ASSIGNMENT ▸ Transcribe exactly the lines that fall between the one holding "pub fn new(client: Client, endpoint: impl" and the one holding "pub fn endpoint(&self)", inclusive, from the entries below.
[THE RECORDS Boundary: Start]
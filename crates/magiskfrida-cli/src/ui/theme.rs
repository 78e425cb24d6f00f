//! UI Theme - Design system constants

use crossterm::style::Color;

/// Default theme for magiskfrida output
#[derive(Debug, Clone, Default)]
pub struct Theme {
    /// Colors for different UI elements
    pub colors: ColorScheme,
    /// Status icons
    pub icons: Icons,
}

/// Color scheme for UI elements
#[derive(Debug, Clone)]
pub struct ColorScheme {
    /// Platform names (primary content)
    pub platform: Color,
    /// Release tags
    pub release: Color,
    /// Sizes and secondary info
    pub secondary: Color,
    /// Section headers
    pub header: Color,
    /// Success states
    pub success: Color,
    /// Warning states
    pub warning: Color,
    /// Error states
    pub error: Color,
}

impl Default for ColorScheme {
    fn default() -> Self {
        Self {
            platform: Color::Cyan,
            release: Color::White,
            secondary: Color::DarkGrey,
            header: Color::DarkGrey,
            success: Color::Green,
            warning: Color::Yellow,
            error: Color::Red,
        }
    }
}

/// Status icons for different states
#[derive(Debug, Clone)]
pub struct Icons {
    /// Pending/skipped state (○)
    pub pending: &'static str,
    /// Active/in-progress state (●)
    pub active: &'static str,
    /// Success/completed state (✓)
    pub success: &'static str,
    /// Error/failed state (✗)
    pub error: &'static str,
    /// Warning state (⚠)
    pub warning: &'static str,
    /// Info state (ℹ)
    pub info: &'static str,
}

impl Default for Icons {
    fn default() -> Self {
        Self {
            pending: "○",
            active: "●",
            success: "✓",
            error: "✗",
            warning: "⚠",
            info: "ℹ",
        }
    }
}

/// Format bytes for human-readable display
pub fn format_size(bytes: u64) -> String {
    let kb = bytes as f64 / 1024.0;
    let mb = kb / 1024.0;
    if mb >= 1024.0 {
        format!("{:.1} GB", mb / 1024.0)
    } else if kb >= 1024.0 {
        format!("{mb:.1} MB")
    } else if kb >= 1.0 {
        format!("{kb:.1} KB")
    } else {
        format!("{bytes} B")
    }
}
//! Upstream release resolution.
//!
//! Asks the release-metadata endpoint (GitHub's "latest release" API by
//! default) for the current tag. One request, no retries: if this fails the
//! whole run stops.

use reqwest::Client;
use reqwest::header::{ACCEPT, USER_AGENT};
use thiserror::Error;

use magiskfrida_schema::{Release, ReleaseError};

/// Why the latest release could not be determined.
#[derive(Error, Debug)]
pub enum ResolveError {
    /// The request could not be sent or the body not read.
    #[error("HTTP error: {0}")]
    Http(#[from] reqwest::Error),

    /// The endpoint answered with a non-success status.
    #[error("Release endpoint {url} returned {status}")]
    Status {
        /// Endpoint that was queried.
        url: String,
        /// Status it answered with.
        status: reqwest::StatusCode,
    },

    /// The body is not JSON.
    #[error("Malformed release metadata: {0}")]
    Malformed(#[from] serde_json::Error),

    /// `tag_name` is absent or not a string.
    #[error("Release metadata has no string 'tag_name' field")]
    MissingTag,

    /// The tag cannot be turned into a [`Release`].
    #[error("Invalid release tag: {0}")]
    InvalidTag(#[from] ReleaseError),
}

/// Resolves the latest upstream [`Release`].
#[derive(Debug, Clone)]
pub struct ReleaseResolver {
    client: Client,
    endpoint: String,
}

impl ReleaseResolver {
    /// Create a resolver for `endpoint`.
    pub fn new(client: Client, endpoint: impl Into<String>) -> Self {
        Self {
            client,
            endpoint: endpoint.into(),
        }
    }

    /// The endpoint this resolver queries.
    pub fn endpoint(&self) -> &str {
        &self.endpoint
    }

    /// Fetch the metadata document and extract its `tag_name`.
    ///
    /// # Errors
    ///
    /// Returns [`ResolveError`] if the endpoint is unreachable, answers with a
    /// non-success status, or the document has no usable tag.
    pub async fn resolve(&self) -> Result<Release, ResolveError> {
        tracing::debug!("Resolving latest release from {}", self.endpoint);

        let response = self
            .client
            .get(&self.endpoint)
            .header(USER_AGENT, crate::USER_AGENT)
            .header(ACCEPT, "application/vnd.github+json")
            .send()
            .await?;

        let status = response.status();
        if !status.is_success() {
            return Err(ResolveError::Status {
                url: self.endpoint.clone(),
                status,
            });
        }

        let body = response.text().await?;
        let release = parse_latest(&body)?;

        tracing::info!("Latest release is {release}");
        Ok(release)
    }
}

/// Extract the release from a "latest release" document.
///
/// # Errors
///
/// Returns [`ResolveError::Malformed`] for invalid JSON,
/// [`ResolveError::MissingTag`] when `tag_name` is absent or not a string, and
/// [`ResolveError::InvalidTag`] when the tag cannot form a [`Release`].
pub fn parse_latest(body: &str) -> Result<Release, ResolveError> {
    let document: serde_json::Value = serde_json::from_str(body)?;
    let tag = document
        .get("tag_name")
        .and_then(serde_json::Value::as_str)
        .ok_or(ResolveError::MissingTag)?;
    Ok(Release::new(tag)?)
}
[THE RECORDS Boundary: End]
FINAL ANSWER ▸
    pub fn new(client: Client, endpoint: impl Into<String>) -> Self {
        Self {
            client,
            endpoint: endpoint.into(),
        }
    }

    /// The endpoint this resolver queries.
    pub fn endpoint(&self) -> &str {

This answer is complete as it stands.